News Weekly, April 10, 2004
Australia's conclusion of negotiations with the United States of a so-called free trade agreement (FTA) raises many important issues. The first, and overwhelmingly the most important, issue is whether the agreement serves, or goes against, the national interest.

In a serious negotiation with a major economic power, it is unrealistic to hope that we can gain more than we give. But at the very least, our negotiators, and the government on whose behalf they negotiate, should aim to achieve some kind of a balanced outcome.

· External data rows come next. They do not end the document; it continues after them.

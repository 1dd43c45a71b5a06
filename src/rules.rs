//! Move legality and notation, backed by shakmaty.
//!
//! Everything else in the crate treats positions as opaque FEN strings and
//! moves as canonical SAN; this module is the only place that talks to the
//! rules engine directly.

use shakmaty::{fen::Fen, san::San, CastlingMode, Chess, EnPassantMode, File, Move, Position, Role, Square};

use crate::error::StudyError;

pub const STARTING_FEN: &str = "rnbqkbnr/pppppppp/8/8/8/8/PPPPPPPP/RNBQKBNR w KQkq - 0 1";

/// A move as supplied by the embedding application.
#[derive(Debug, Clone)]
pub enum MoveInput {
    /// Board coordinates, as produced by dragging a piece. Castling is the
    /// king moving two files. A pawn reaching the last rank with no explicit
    /// promotion piece promotes to a queen.
    Coordinate {
        from: Square,
        to: Square,
        promotion: Option<Role>,
    },
    /// An already-parsed algebraic move.
    San(San),
}

impl MoveInput {
    fn describe(&self) -> String {
        match self {
            MoveInput::Coordinate { from, to, .. } => format!("{}{}", from, to),
            MoveInput::San(san) => san.to_string(),
        }
    }
}

/// Outcome of playing a move: canonical notation plus the resulting position.
#[derive(Debug, Clone)]
pub struct AppliedMove {
    /// Canonical SAN, including a `+` or `#` suffix where the move gives
    /// check or mate.
    pub san: String,
    pub fen: String,
    pub position: Chess,
}

/// Parse and validate a FEN into a playable position.
pub fn position_from_fen(fen: &str) -> Result<Chess, StudyError> {
    let parsed: Fen = fen
        .trim()
        .parse()
        .map_err(|_| StudyError::InvalidFen(fen.to_string()))?;
    parsed
        .into_position(CastlingMode::Standard)
        .map_err(|_| StudyError::InvalidFen(fen.to_string()))
}

/// Play `input` on `pos`, rejecting anything that is not legal there.
///
/// The input is never trusted: coordinate moves are matched against the legal
/// move list and SAN is resolved in context, so the same entry point serves
/// board drags and PGN replay.
pub fn apply(pos: &Chess, input: &MoveInput) -> Result<AppliedMove, StudyError> {
    let mv = match input {
        MoveInput::San(san) => san
            .to_move(pos)
            .map_err(|_| StudyError::IllegalMove(input.describe()))?,
        MoveInput::Coordinate {
            from,
            to,
            promotion,
        } => coordinate_move(pos, *from, *to, *promotion)
            .ok_or_else(|| StudyError::IllegalMove(input.describe()))?,
    };

    let san = San::from_move(pos, mv.clone()).to_string();
    let mut next = pos.clone();
    next.play_unchecked(mv);

    let suffix = if next.is_checkmate() {
        "#"
    } else if next.is_check() {
        "+"
    } else {
        ""
    };

    Ok(AppliedMove {
        san: format!("{san}{suffix}"),
        fen: Fen::from_position(&next, EnPassantMode::Legal).to_string(),
        position: next,
    })
}

/// Find the legal move matching a from/to pair. Castling is recognized by the
/// king's two-file jump; promotions default to queen when unspecified.
fn coordinate_move(pos: &Chess, from: Square, to: Square, promotion: Option<Role>) -> Option<Move> {
    let legals = pos.legal_moves();
    for m in &legals {
        let (m_from, m_to) = match m {
            Move::Normal { from, to, .. } => (*from, *to),
            Move::EnPassant { from, to } => (*from, *to),
            Move::Castle { king, rook } => {
                let file = if rook.file() > king.file() {
                    File::G
                } else {
                    File::C
                };
                (*king, Square::from_coords(file, king.rank()))
            }
            Move::Put { .. } => continue,
        };

        if m_from != from || m_to != to {
            continue;
        }

        match m {
            Move::Normal { promotion: p, .. } => {
                if *p == promotion || (promotion.is_none() && *p == Some(Role::Queen)) {
                    return Some(m.clone());
                }
            }
            _ => return Some(m.clone()),
        }
    }
    None
}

Balance is a question of what one side is prepared to give in order to get what it wants.

If the negotiations proceed on this basis, then we can be reasonably assured that the outcome, overall, will be balanced and fair to both sides.

As it happens, any reasonable examination of what we have agreed with the US certainly does not seem at all balanced - nor does it seem fair to both sides. Most of the items on the US wish list we appear to have granted. Despite this, the US seems to have resisted most of our demands. The fact that the government has all but conceded this, has not stopped it from insisting that the agreement is good for Australia.

Of course, the last word has not yet been said on the document. To the extent that legislation is required to give effect to the FTA it will require the approval of the Senate. And a Committee has been set up under the Chairmanship of Senator Cook to consider the FTA. On the face of it, the document is so obviously and so much in the favour of the other side it hardly seems possible that the Senate Committee can come out in support of it. Yet we can by no means be certain of that outcome.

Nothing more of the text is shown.